Why Plant-Based is More Affordable Than You May Think…
Studies have shown that households on plant-based and sustainable diets spend on average one-third less on groceries than those who eat meat.
“A plant-based diet means you’re eating more whole foods and not mainly spending on processed, packaged foods. It’s usually cheaper to cook with plant-based foods than meat and dairy products,” says McQuirter.
For instance, she points out that when you’re making a stir-fry, the entrée might consist of onions, garlic, ginger, fresh or frozen vegetables, and dried or fresh seasonings. Instead of adding chicken, beef or shrimp, you would swap them out for almonds, cashews, Brazil nuts, chick peas, black beans, grilled tofu or tempeh.
A major component of plant-based eating is limiting refined foods. Research shows that omnivores don’t consume adequate fiber because of a diet made up of processed foods such as white rice, white flour, white pasta, white bread, white pastry products, french fries, cookies and muffins.
“Just because a food is ‘vegan,’ doesn’t mean it’s healthy. We need fiber. It acts like a broom in your colon and sweeps out the bad stuff. You want to eat whole grains because the fiber, vitamins and minerals are still intact. You can only get fiber in your diet from plant-based foods,” McQuirter explains.
When shopping, look for fiber-rich, nutrient-dense alternatives to processed foods such as brown rice, black rice, wild rice, quinoa, amaranth, millet, spelt, whole wheat, oats or barley. McQuirter offers a free, downloadable African American Vegan Starter Guide, which has tips for purchasing groceries.
Eating Plants Can Be Pretty… Well, Pretty!
McQuirter organizes a 21-Day Vegan Fresh Start. Participants are surveyed before and after the challenge. Many report clearer skin, more energy, and mental clarity — nearly one-third say they have lower blood pressure and cholesterol. Some reduce their medication, while others are taken off medication, all together.

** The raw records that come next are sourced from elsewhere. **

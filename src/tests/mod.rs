//! Shared test-only helpers.

use std::fmt::{Arguments, Debug};

mod patch;
mod split;

/// Asserts that an expression matches the given pattern.
///
/// The pattern can be optionally followed by a match guard. This works
/// exactly like the unstable `assert_matches!()` macro (rust-lang/rust#82775).
/// Once it's stabilized, we can remove this version.
macro_rules! assert_matches {
    ($left:expr, $($pattern:pat_param)|+ $(if $guard:expr)? $(,)?) => {
        match $left {
            $($pattern)|+ $(if $guard)? => {}
            ref left => {
                crate::tests::assert_matches_failed(
                    left,
                    stringify!($($pattern)|+ $(if $guard)?),
                    None,
                );
            }
        }
    };
    ($left:expr, $($pattern:pat_param)|+ $(if $guard:expr)?, $($arg:tt)+) => {
        match $left {
            $($pattern)|+ $(if $guard)? => {}
            ref left => {
                crate::tests::assert_matches_failed(
                    left,
                    stringify!($($pattern)|+ $(if $guard)?),
                    Some(format_args!($($arg)+)),
                );
            }
        }
    };
}

pub(crate) use assert_matches;

#[track_caller]
pub(crate) fn assert_matches_failed(left: impl Debug, right: &str, message: Option<Arguments<'_>>) {
    match message {
        Some(message) => panic!(
            "{}",
            indoc::formatdoc! {"
                assertion `left matches right` failed: {message}
                  left: {left:?}
                 right: {right:?}
            "},
        ),
        None => panic!(
            "{}",
            indoc::formatdoc! {"
                assertion `left matches right` failed
                  left: {left:?}
                 right: {right:?}
            "},
        ),
    }
}
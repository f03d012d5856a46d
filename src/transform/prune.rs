use crate::{
    graph::{Scope, SchemaGraph},
    parse::{ChildrenMut, Schema, SchemaKeyword, Ty},
};

/// Strips everything in `schema` that belongs only to the `excluded`
/// scope. Pruning with [`Scope::Write`] excluded yields the read variant,
/// and the other way around.
///
/// Returns true when the pruned schema is an empty shell that the caller
/// should drop from its parent.
pub fn prune_schema(graph: &SchemaGraph, schema: &mut Schema, excluded: Scope) -> bool {
    // A reference to a schema used only in the excluded scope is deleted.
    // Sibling keywords survive on their own; without siblings, the whole
    // node goes.
    if let Some(reference) = &schema.reference {
        let excludes_target = graph
            .scopes(reference)
            .is_some_and(|scopes| scopes.is_exactly(excluded));
        if excludes_target {
            schema.reference = None;
            if !schema.has_structural_keywords() {
                return true;
            }
        }
    }

    for keyword in SchemaKeyword::ALL {
        let Some(children) = schema.children_mut(keyword) else {
            continue;
        };
        let emptied = match children {
            ChildrenMut::List(children) => {
                children.retain_mut(|child| {
                    !(flagged(child, excluded) || prune_schema(graph, child, excluded))
                });
                children.is_empty()
            }
            ChildrenMut::Map(children) => {
                children.retain(|_, child| {
                    !(flagged(child, excluded) || prune_schema(graph, child, excluded))
                });
                children.is_empty()
            }
            ChildrenMut::Single(child) => {
                flagged(child, excluded) || prune_schema(graph, child, excluded)
            }
        };
        if emptied {
            schema.remove_children(keyword);
        }
    }

    // A plain object with nothing left under it carries no information,
    // so the parent drops it. Anything else, even an empty `{}`, stays.
    matches!(schema.ty[..], [Ty::Object]) && !schema.has_structural_keywords()
}

/// True when the schema is marked as belonging only to the excluded
/// scope. A flagged child is dropped whole, without recursing into it.
fn flagged(schema: &Schema, excluded: Scope) -> bool {
    match excluded {
        Scope::Read => schema.read_only,
        Scope::Write => schema.write_only,
    }
}
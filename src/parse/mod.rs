mod pointer;
mod types;

pub use pointer::{SchemaNamespace, SchemaPointer};
pub use types::*;
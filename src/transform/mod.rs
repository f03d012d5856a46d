mod patch;
mod prune;
mod rewrite;
mod split;
mod unique;

use indexmap::IndexMap;
use tracing::debug;

use crate::{
    graph::SchemaGraph,
    parse::{Document, SchemaNode, SchemaPointer},
};

pub use patch::{
    MetaPatch, ParameterPatch, RequestBodyPatch, ResponsePatch, SchemaPatch, SpecPatch,
    VersionPatch, patch_spec,
};
pub use prune::prune_schema;
pub use rewrite::rewrite_refs;
pub use split::{
    NameCase, ReadWriteConfig, SplitEntry, SplitSchemas, VariantNaming, split_schemas,
};
pub use unique::UniqueNames;

/// Splits every schema that's used by both requests and responses into a
/// read variant and a write variant, repoints every reference at the side
/// its context calls for, and drops the split originals.
///
/// The transform is idempotent: a transformed document has no dual-scope
/// schemas left, so a second run changes nothing.
pub fn split_read_write(doc: &mut Document, config: &ReadWriteConfig) {
    let graph = SchemaGraph::build(doc);
    let originals = capture_original_schemas(doc);
    let split = split_schemas(&graph, config);
    if split.is_empty() {
        return;
    }
    insert_split_schemas(doc, &split);
    rewrite_refs(doc, &graph, &split);
    remove_original_schemas(doc, &split, &originals);
    debug!(schemas = split.len(), "Split read/write schema variants.");
}

/// Captures each named schema's handle by pointer, before any variant is
/// inserted. The final sweep deletes an entry only while it still holds
/// the captured handle, so a variant that took over a name survives.
fn capture_original_schemas(doc: &Document) -> IndexMap<SchemaPointer, SchemaNode> {
    let mut originals = IndexMap::new();
    if let (Some(namespace), Some(schemas)) = (doc.schema_namespace(), doc.schemas()) {
        for (name, node) in schemas {
            originals.insert(SchemaPointer::schema(namespace, name), node.clone());
        }
    }
    originals
}

/// Inserts the variant schemas into the document's collection. Inserting
/// over an existing name replaces the entry without moving it.
fn insert_split_schemas(doc: &mut Document, split: &SplitSchemas) {
    let Some(schemas) = doc.schemas_mut() else {
        return;
    };
    for (name, node) in split.schemas() {
        schemas.insert(name.clone(), node.clone());
    }
}

/// Deletes the split originals from the collection, comparing handles so
/// that only a captured original goes, never a variant that reused its
/// name.
fn remove_original_schemas(
    doc: &mut Document,
    split: &SplitSchemas,
    originals: &IndexMap<SchemaPointer, SchemaNode>,
) {
    let Some(schemas) = doc.schemas_mut() else {
        return;
    };
    for (pointer, _) in split.originals() {
        let Some(original) = originals.get(pointer) else {
            continue;
        };
        let name = pointer.name();
        if schemas.get(name.as_ref()) == Some(original) {
            schemas.shift_remove(name.as_ref());
        }
    }
}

Seventy-percent of women lose weight — with some dropping as much as 15 pounds.
Emphasizing the significance of this outcome, McQuirter says, “This is really important because most black women experience unhealthy weight. Eighty-percent of us are carrying extra weight. Fifty-percent are experiencing obesity.”
McQuirter offers advice to anyone concerned about how they may be perceived by others as they lean into a plant-based lifestyle: “Deciding to shift to plant-based eating is very personal. Treat your journey as you would any other self-care practice such as exercise, meditation, dance or relaxation. You needn’t worry about whether other people in your social circle are going plant-based or vegan because it’s really all about you,” she says.
Additional resources to support your plant-based goals include: The Afro Vegan Society and The Black Vegan Society. Both organizations host events, food festivals, educational workshops, provide guidance, and more.